Traditional HTTP requires clients to repeatedly poll for updates, wasting bandwidth and introducing latency. Real-time communication patterns establish persistent connections allowing servers to push updates immediately when data changes.

Side-by-Side Comparison

Feature Comparison Matrix

Dimension	Long Polling	WebSockets	Server-Sent Events
Communication Pattern	Simulated push via repeated requests	Full-duplex bidirectional	Unidirectional server-to-client
Protocol	HTTP/HTTPS	WebSocket protocol (ws://, wss://) over TCP	HTTP/HTTPS (EventSource API)
Connection Model	New connection per request	Single persistent connection	Single persistent connection
Latency	High (request overhead + server hold time)	Very low (~1-2ms after connection)	Low (no request overhead)
Overhead	High (HTTP headers on every request)	Low (minimal framing, ~2 bytes/message)	Low (text-based streaming)
Browser Support	Universal (any HTTP client)	IE10+, all modern browsers	All modern browsers (no IE)
Mobile Battery	Poor (constant reconnections)	Good (persistent connection)	Good (persistent connection)
Firewall/Proxy	Excellent (standard HTTP)	Can be blocked by corporate proxies	Excellent (standard HTTP)
Automatic Reconnection	Manual implementation required	Manual implementation required	Built-in (EventSource handles it)
Message Format	Any (JSON, binary, etc.)	Text or binary frames	Text only (UTF-8)
Scalability	Poor (many concurrent connections)	Moderate (stateful connections)	Moderate (stateful connections)
Load Balancing	Easy (stateless requests)	Complex (sticky sessions required)	Complex (sticky sessions required)

When Each Approach Excels

Long Polling works best when you need maximum compatibility with legacy systems, corporate networks with restrictive firewalls, or when real-time requirements are loose (updates every few seconds acceptable). Example: A dashboard showing system metrics that refresh every 5 seconds doesn’t need sub-second latency, and long polling’s simplicity outweighs its overhead.

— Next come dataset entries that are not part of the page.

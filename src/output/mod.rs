//! Output module for crawl reports and index statistics
//!
//! This module handles:
//! - Live counters shared by the crawl workers
//! - The report returned when a crawl finishes
//! - Statistics read back from the index

pub mod stats;

pub use stats::{load_statistics, print_statistics, CrawlStats, IndexStatistics, StatsSnapshot};

use crate::crawler::FrontierReport;
use std::time::Duration;

/// Process exit status of a crawl stopped by an interrupt (128 + SIGINT)
pub const INTERRUPTED_EXIT_STATUS: u8 = 130;

/// Summary of one finished crawl
#[derive(Debug, Clone)]
pub struct CrawlReport {
    /// Seed keywords accepted into the frontier
    pub seeds: usize,

    /// Routing and persistence counters
    pub counters: StatsSnapshot,

    /// Queue-level counters
    pub frontier: FrontierReport,

    /// Whether the crawl was stopped before the frontier drained
    pub interrupted: bool,

    /// Wall-clock duration of the crawl
    pub elapsed: Duration,

    /// Index contents after the crawl; `None` if they could not be read
    pub index: Option<IndexStatistics>,
}

impl CrawlReport {
    /// Tasks that ended without their data reaching the index
    pub fn failures(&self) -> u64 {
        self.counters.failures()
    }

    /// Process exit status: zero once the frontier drained
    pub fn exit_status(&self) -> u8 {
        if self.interrupted {
            INTERRUPTED_EXIT_STATUS
        } else {
            0
        }
    }

    /// Fetched pages per second over the whole crawl
    pub fn rate(&self) -> f64 {
        let secs = self.elapsed.as_secs_f64();
        if secs > 0.0 {
            self.frontier.completed as f64 / secs
        } else {
            0.0
        }
    }
}

/// Prints a crawl report to stdout
pub fn print_report(report: &CrawlReport) {
    println!("=== Crawl Report ===\n");

    println!("Overview:");
    println!("  Seed keywords: {}", report.seeds);
    println!(
        "  Tasks completed: {} in {:.1}s ({:.2}/sec)",
        report.frontier.completed,
        report.elapsed.as_secs_f64(),
        report.rate()
    );
    println!("  Search pages: {}", report.counters.search_pages);
    println!("  Detail pages: {}", report.counters.detail_pages);
    println!("  Images indexed: {}", report.counters.images_indexed);
    println!("  Dockerfiles indexed: {}", report.counters.dockerfiles_indexed);
    println!("  Empty dockerfiles: {}", report.counters.empty_dockerfiles);
    println!();

    println!("Frontier:");
    println!("  Duplicate tasks ignored: {}", report.frontier.duplicates);
    println!("  Tasks dropped: {}", report.frontier.dropped);
    if report.interrupted {
        println!("  Tasks abandoned on shutdown: {}", report.frontier.abandoned);
    }
    println!();

    if report.failures() > 0 {
        println!("Failures ({}):", report.failures());
        println!("  Transient: {}", report.counters.transient_failures);
        println!("  Malformed: {}", report.counters.malformed_responses);
        println!("  Persistence: {}", report.counters.persistence_failures);
        println!();
    }

    if let Some(index) = &report.index {
        print_statistics(index);
    }
}
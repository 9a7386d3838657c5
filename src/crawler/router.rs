//! Response router: from (task, body) to index writes and follow-up tasks
//!
//! Search pages produce image records, one detail task per image, and the
//! remaining pages of the same keyword. Detail pages produce Dockerfile
//! records. The router never touches the frontier; follow-ups are returned.

use crate::crawler::parser::{clean_dockerfile, parse_dockerfile_page, parse_search_page};
use crate::crawler::task::{Endpoints, SearchTask, TaskKind};
use crate::output::CrawlStats;
use crate::storage::{DockerfileRecord, ImageRecord, IndexStore, StorageError, DOCKERFILE_SUFFIX};
use crate::{FetchError, RouteError};
use std::collections::HashMap;
use std::sync::{Arc, Mutex, PoisonError};

/// What routing one response produced
#[derive(Debug, Default)]
pub struct Routed {
    /// Tasks to feed back into the frontier
    pub follow_ups: Vec<SearchTask>,

    /// Image records committed to the index
    pub images_written: usize,

    /// Whether a Dockerfile record was committed
    pub dockerfile_written: bool,

    /// Set when the index rejected this response's writes
    pub persistence_failure: Option<StorageError>,
}

/// Search pages `first..=last` for `keyword`; page 1 is never included
pub fn expand_pages(endpoints: &Endpoints, keyword: &str, first: u32, last: u32) -> Vec<SearchTask> {
    (first.max(2)..=last)
        .map(|page| endpoints.search_page(keyword, page))
        .collect()
}

/// Classifies fetched responses and persists what they contain
pub struct Router {
    index: Arc<dyn IndexStore>,
    endpoints: Endpoints,
    stats: Arc<CrawlStats>,
    /// Highest search page already handed out, per keyword
    announced: Mutex<HashMap<String, u32>>,
}

impl Router {
    pub fn new(index: Arc<dyn IndexStore>, endpoints: Endpoints, stats: Arc<CrawlStats>) -> Self {
        Self {
            index,
            endpoints,
            stats,
            announced: Mutex::new(HashMap::new()),
        }
    }

    /// Frontier callback: routes a fetch outcome and returns follow-ups
    ///
    /// Every failure is logged, counted, and contained to this task.
    pub fn handle(&self, task: &SearchTask, response: Result<Vec<u8>, FetchError>) -> Vec<SearchTask> {
        let body = match response {
            Ok(body) => body,
            Err(e) => {
                if e.is_transient() {
                    self.stats.record_transient_failure();
                } else {
                    self.stats.record_malformed_response();
                }
                tracing::warn!("Skipping {}: {}", task, e);
                return Vec::new();
            }
        };

        match self.route(task, &body) {
            Ok(routed) => routed.follow_ups,
            Err(e) => {
                self.stats.record_malformed_response();
                tracing::warn!("{}", e);
                Vec::new()
            }
        }
    }

    /// Interprets `body` according to the task kind
    ///
    /// # Returns
    ///
    /// * `Ok(Routed)` - The body parsed; writes may still have failed, see
    ///   [`Routed::persistence_failure`]
    /// * `Err(RouteError)` - The body did not parse; nothing was written and
    ///   no follow-ups are produced
    pub fn route(&self, task: &SearchTask, body: &[u8]) -> Result<Routed, RouteError> {
        match task.kind() {
            TaskKind::SearchPage { keyword, page } => {
                self.route_search_page(task, keyword, *page, body)
            }
            TaskKind::ImageDetail { image } => self.route_image_detail(task, image, body),
        }
    }

    fn route_search_page(
        &self,
        task: &SearchTask,
        keyword: &str,
        page: u32,
        body: &[u8],
    ) -> Result<Routed, RouteError> {
        let results = parse_search_page(body).map_err(|source| RouteError::Malformed {
            kind: task.kind().label(),
            url: task.identity().to_string(),
            source,
        })?;
        self.stats.record_search_page();

        let images: Vec<ImageRecord> = results
            .results
            .into_iter()
            .filter(|result| {
                let usable = !result.name.is_empty() && !result.name.ends_with(DOCKERFILE_SUFFIX);
                if !usable {
                    tracing::warn!("Ignoring result with unusable name '{}' in {}", result.name, task);
                }
                usable
            })
            .map(ImageRecord::from)
            .collect();

        let mut routed = Routed::default();

        if !images.is_empty() {
            match self.index.put_images(&images) {
                Ok(written) => {
                    routed.images_written = written;
                    self.stats.record_images_indexed(written as u64);
                    // Details only for committed images, so a dockerfile
                    // never lands before its image
                    routed.follow_ups.extend(
                        images
                            .iter()
                            .map(|image| self.endpoints.image_detail(&image.name)),
                    );
                }
                Err(e) => {
                    self.stats.record_persistence_failure();
                    tracing::warn!("Failed to index {} images from {}: {}", images.len(), task, e);
                    routed.persistence_failure = Some(e);
                }
            }
        }

        routed
            .follow_ups
            .extend(self.announce_pages(task, keyword, results.num_pages));

        tracing::debug!(
            "Routed '{}' page {}/{}: {} images, {} follow-ups",
            keyword,
            page,
            results.num_pages,
            routed.images_written,
            routed.follow_ups.len()
        );

        Ok(routed)
    }

    /// Pages of `keyword` not yet handed out, capped at the endpoint limit
    ///
    /// Every page of a keyword reports the page count, so only the first
    /// report that raises the known count produces tasks.
    fn announce_pages(&self, task: &SearchTask, keyword: &str, num_pages: u32) -> Vec<SearchTask> {
        let limit = self.endpoints.max_pages();
        let last = num_pages.min(limit);

        let previous = {
            let mut announced = self.announced.lock().unwrap_or_else(PoisonError::into_inner);
            let previous = announced.get(keyword).copied().unwrap_or(1);
            if last <= previous {
                return Vec::new();
            }
            announced.insert(keyword.to_string(), last);
            previous
        };

        if num_pages > limit {
            tracing::warn!(
                "{} reports {} pages, crawling only the first {}",
                task,
                num_pages,
                limit
            );
        }

        expand_pages(&self.endpoints, keyword, previous + 1, last)
    }

    fn route_image_detail(
        &self,
        task: &SearchTask,
        image: &str,
        body: &[u8],
    ) -> Result<Routed, RouteError> {
        let page = parse_dockerfile_page(body).map_err(|source| RouteError::Malformed {
            kind: task.kind().label(),
            url: task.identity().to_string(),
            source,
        })?;
        self.stats.record_detail_page();

        let contents = page
            .contents
            .as_deref()
            .map(clean_dockerfile)
            .unwrap_or_default();

        let mut routed = Routed::default();

        if contents.is_empty() {
            self.stats.record_empty_dockerfile();
            tracing::debug!("No dockerfile available for {}", image);
            return Ok(routed);
        }

        let record = DockerfileRecord {
            image_name: image.to_string(),
            contents,
        };

        match self.index.put_dockerfile(&record) {
            Ok(()) => {
                tracing::info!("indexing dockerfile {}", image);
                self.stats.record_dockerfile_indexed();
                routed.dockerfile_written = true;
            }
            Err(e) => {
                self.stats.record_persistence_failure();
                tracing::warn!("Failed to index dockerfile of {}: {}", image, e);
                routed.persistence_failure = Some(e);
            }
        }

        Ok(routed)
    }
}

WebSockets dominate when you need low-latency bidirectional communication—chat applications, multiplayer games, collaborative editing, or trading platforms. Discord uses WebSockets for message delivery because users both send and receive messages constantly, and latency must stay under 100ms for natural conversation flow. The persistent connection eliminates HTTP handshake overhead on every message.

Server-Sent Events shine for unidirectional server push scenarios where clients primarily consume data: live sports scores, stock tickers, social media feeds, or server-sent notifications. Twitter’s live timeline updates use SSE because tweets flow from server to client, automatic reconnection handles network blips gracefully, and the EventSource API requires minimal client code compared to WebSocket connection management.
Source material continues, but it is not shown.